Before you move in try and get a variance for ALL of your pets.

There are SO MANY posts, here and on classified websites that go something like "My landlord won't let me keep my new puppy/kitten  I need to find it a home!" Well, TBH if you get a new pet when you KNOW your landlord or condo board won't allow it all you're doing is hurting the animal. I personally think it's incredibly irresponsible to 'hide' a pet. You will get caught eventually, and then it won't matter how long you've had the pet because you're clearly in the wrong.

I'm sorry to be such a downer but I see ads searching for homes for pets that should never have been put in that situation, and it is so preventable that it makes me very angry. Part of the reason my SO and I purchased, and purchased without a condoboard, is because I needed a place where I knew my pets would be safe to stay with us. It's a commitment we make as their guardians.

OP See if you can get a variance for both of them. If not then my suggestion would be either find one of your cats a good home (which would be heartbreaking) or see if you can't I'd try to resell the place and look for another home where you aren't breaking rules to have your pets and count it as a lifelesson learned.


----------



## Penny135 (Apr 6, 2011)

librarychick said:


> Before you move in try and get a variance for ALL of your pets.
> 
> There are SO MANY posts, here and on classified websites that go something like "My landlord won't let me keep my new puppy/kitten  I need to find it a home!" Well, TBH if you get a new pet when you KNOW your landlord or condo board won't allow it all you're doing is hurting the animal. I personally think it's incredibly irresponsible to 'hide' a pet. You will get caught eventually, and then it won't matter how long you've had the pet because you're clearly in the wrong.
> 
> ...


 
Well said!


----------



## MowMow (Nov 6, 2010)

I have to agree with Librarychick as well. I wouldn't lie. The mistake was yours and if you get caught it's just going to 'cause trouble and lots of hard feelings. 

My complex only allows one cat and I figured I'd give it a shot and talked to the Landlord before I signed any papers.
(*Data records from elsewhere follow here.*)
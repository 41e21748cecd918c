use crate::Shared;
use std::cell::RefCell;
use std::rc::Rc;
use wasm_bindgen::closure::Closure;
use wasm_bindgen::{JsCast, JsValue};
use web_sys as web;

type Tick = Rc<RefCell<Option<Closure<dyn FnMut()>>>>;

/// Step the school once per animation frame and hand the packed instances to
/// `on_frame`. The shared state is released before the callback runs, so the
/// page may spawn fish or query the aquarium from inside it.
pub fn start_loop(shared: Rc<RefCell<Shared>>, on_frame: js_sys::Function) {
    let tick: Tick = Rc::new(RefCell::new(None));
    let tick_clone = tick.clone();
    *tick.borrow_mut() = Some(Closure::wrap(Box::new(move || {
        let instances = {
            let mut s = shared.borrow_mut();
            let time = s.clock.advance();
            s.step(time)
        };
        if let Err(e) = on_frame.call1(&JsValue::NULL, &instances) {
            log::error!("[frame] callback error: {:?}", e);
        }
        request_frame(&tick_clone);
    }) as Box<dyn FnMut()>));
    request_frame(&tick);
}

fn request_frame(tick: &Tick) {
    let Some(w) = web::window() else {
        return;
    };
    if let Some(cb) = tick.borrow().as_ref() {
        _ = w.request_animation_frame(cb.as_ref().unchecked_ref());
    }
}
I explained I had two already, that one was older(stretching the truth a bit, Mow is only 7) and they were attached (Outright big fat lie, MowMow would be thrilled if Book disappeared for good)and that I'd hate to choose between them. They checked my references and my previous landlord gave me a glowing one and told me they could be flexible with the rules and let me have two cats.

I realize it doesn't always work out great but I felt good that I was up front and honest and it all worked out.


----------



## SpellQ (Dec 12, 2010)

I also agree with Librarychick. Better safe than sorry by being upfront about your animals. If you ask up front they may be lenient, but if they catch you in intentional violation of the rules and lying on a contract then there could be big problems. 

I hope you can find some sort of honest resolution to this for the sake of your animals.


----------



## FancysMom (May 27, 2011)

I just got back from visiting the new place and I met a neighbor who has been there 6 years. she has 2 cats and a dog and has never had a problem; I was relieved; thanks to those who support me; i knew there would be others who would not; I feel that I have to go ahead with my move (Kinda have to). I have to try. I have signed nothing with them yet so, we'll see.


----------



## Straysmommy (Dec 23, 2010)

If my landlord didn't approve of my pets, the 3 of us would go, not just the 2 of them. Same as you don't give up your children to adoption because the new apt doesn't allow kids. People who advertise their furkids because of a new apt are way less committed to their cats than me. No point of comparison. Same with the loads of people who throw their cats to the streets because their new SO doesn't like cats and they're moving in together. All these are the strays I feed, and their offspring.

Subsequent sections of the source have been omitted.